Trauma, Transformation, and Transhumanism: A Psycho -History of Whitley Strieber

Crucial Fictions 2013

[Trigger Warning: This piece forms part of a larger, on-going investigation into my own past, specifically

the “lost years” between my birth and (roughly) the age of seven. It is possible that this entails

suppressed memories of sexual abuse (and/or what has been termed “alien abduction”). If so, some of

this material might prove disturbing for readers who have had, or suspect they have had, similar experiences.] X: Passport to Manchuria: Whitley’s Baby & the Unholy Junction of 1968 “Unable, as Freud said, to ‘distinguish between truth and fiction that has been cathected with affect,’ we feel as buggered by the father we never knew as by the pedophile we did know. For, inasmuch as the angel that we also are demands a union that we can never fully realize, the pain of its yearning will register itself in our dreams, fantasies, and the constructions of analysis as a sexual trauma.
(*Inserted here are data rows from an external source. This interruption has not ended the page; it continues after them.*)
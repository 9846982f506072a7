//! Avatar skin catalog
//!
//! Fixed at build time. The first entry is free and always owned.

/// One purchasable look for the avatar
#[derive(Debug, Clone, Copy, PartialEq, Eq)]
pub struct Skin {
    pub id: &'static str,
    pub name: &'static str,
    /// Image path relative to the page
    pub image: &'static str,
    pub cost: u64,
}

pub const DEFAULT_SKIN: &str = "classic";

pub static CATALOG: [Skin; 4] = [
    Skin {
        id: DEFAULT_SKIN,
        name: "Classic",
        image: "pictures/result.png",
        cost: 0,
    },
    Skin {
        id: "duck",
        name: "Duck",
        image: "pictures/duck.png",
        cost: 10,
    },
    Skin {
        id: "twitter",
        name: "Twitter",
        image: "pictures/twitter.png",
        cost: 50,
    },
    Skin {
        id: "black",
        name: "Black",
        image: "pictures/black.png",
        cost: 100,
    },
];

/// Look up a skin by id
pub fn find(id: &str) -> Option<&'static Skin> {
    CATALOG.iter().find(|s| s.id == id)
}

/// Image for a skin id, falling back to the default look
pub fn image_for(id: &str) -> &'static str {
    find(id).unwrap_or(&CATALOG[0]).image
}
No wonder the religious instinct so readily expresses itself as pedophilia. No wonder that on the way to rebirth we are always complaining that it is Rosemary’s baby.” —Greg Mogenson, A Most Accursed Religion The urge to revisit a particular period in Strieber’s past was starting to seem more than simply the result of a researcher’s curiosity. It was as if I needed to go back into Strieber’s past as a way to journey also into my own. In the popular accounts of remote viewing, the subject is told to focus on a particular time and place, and somehow finds himself there in a non-physical form. If I was putting my attention on England in 1968, I was directing my attention to the time and place in which I experienced my first year of existence. Was it because something happened back then? Well after finishing this piece (or so I thought), while asking this question to myself, I remembered a curious fact. A psychic healer I met once in Navarra, Spain, in response to a question about my chronic health issues, told me, without explanation, that they were due to my having “seen the devil” (“viste el diablo”) when I was one years of age. If so, and whatever he was referring to, it would have been 1968—the same year that Strieber saw a devil’s head in the basement of the Vatican!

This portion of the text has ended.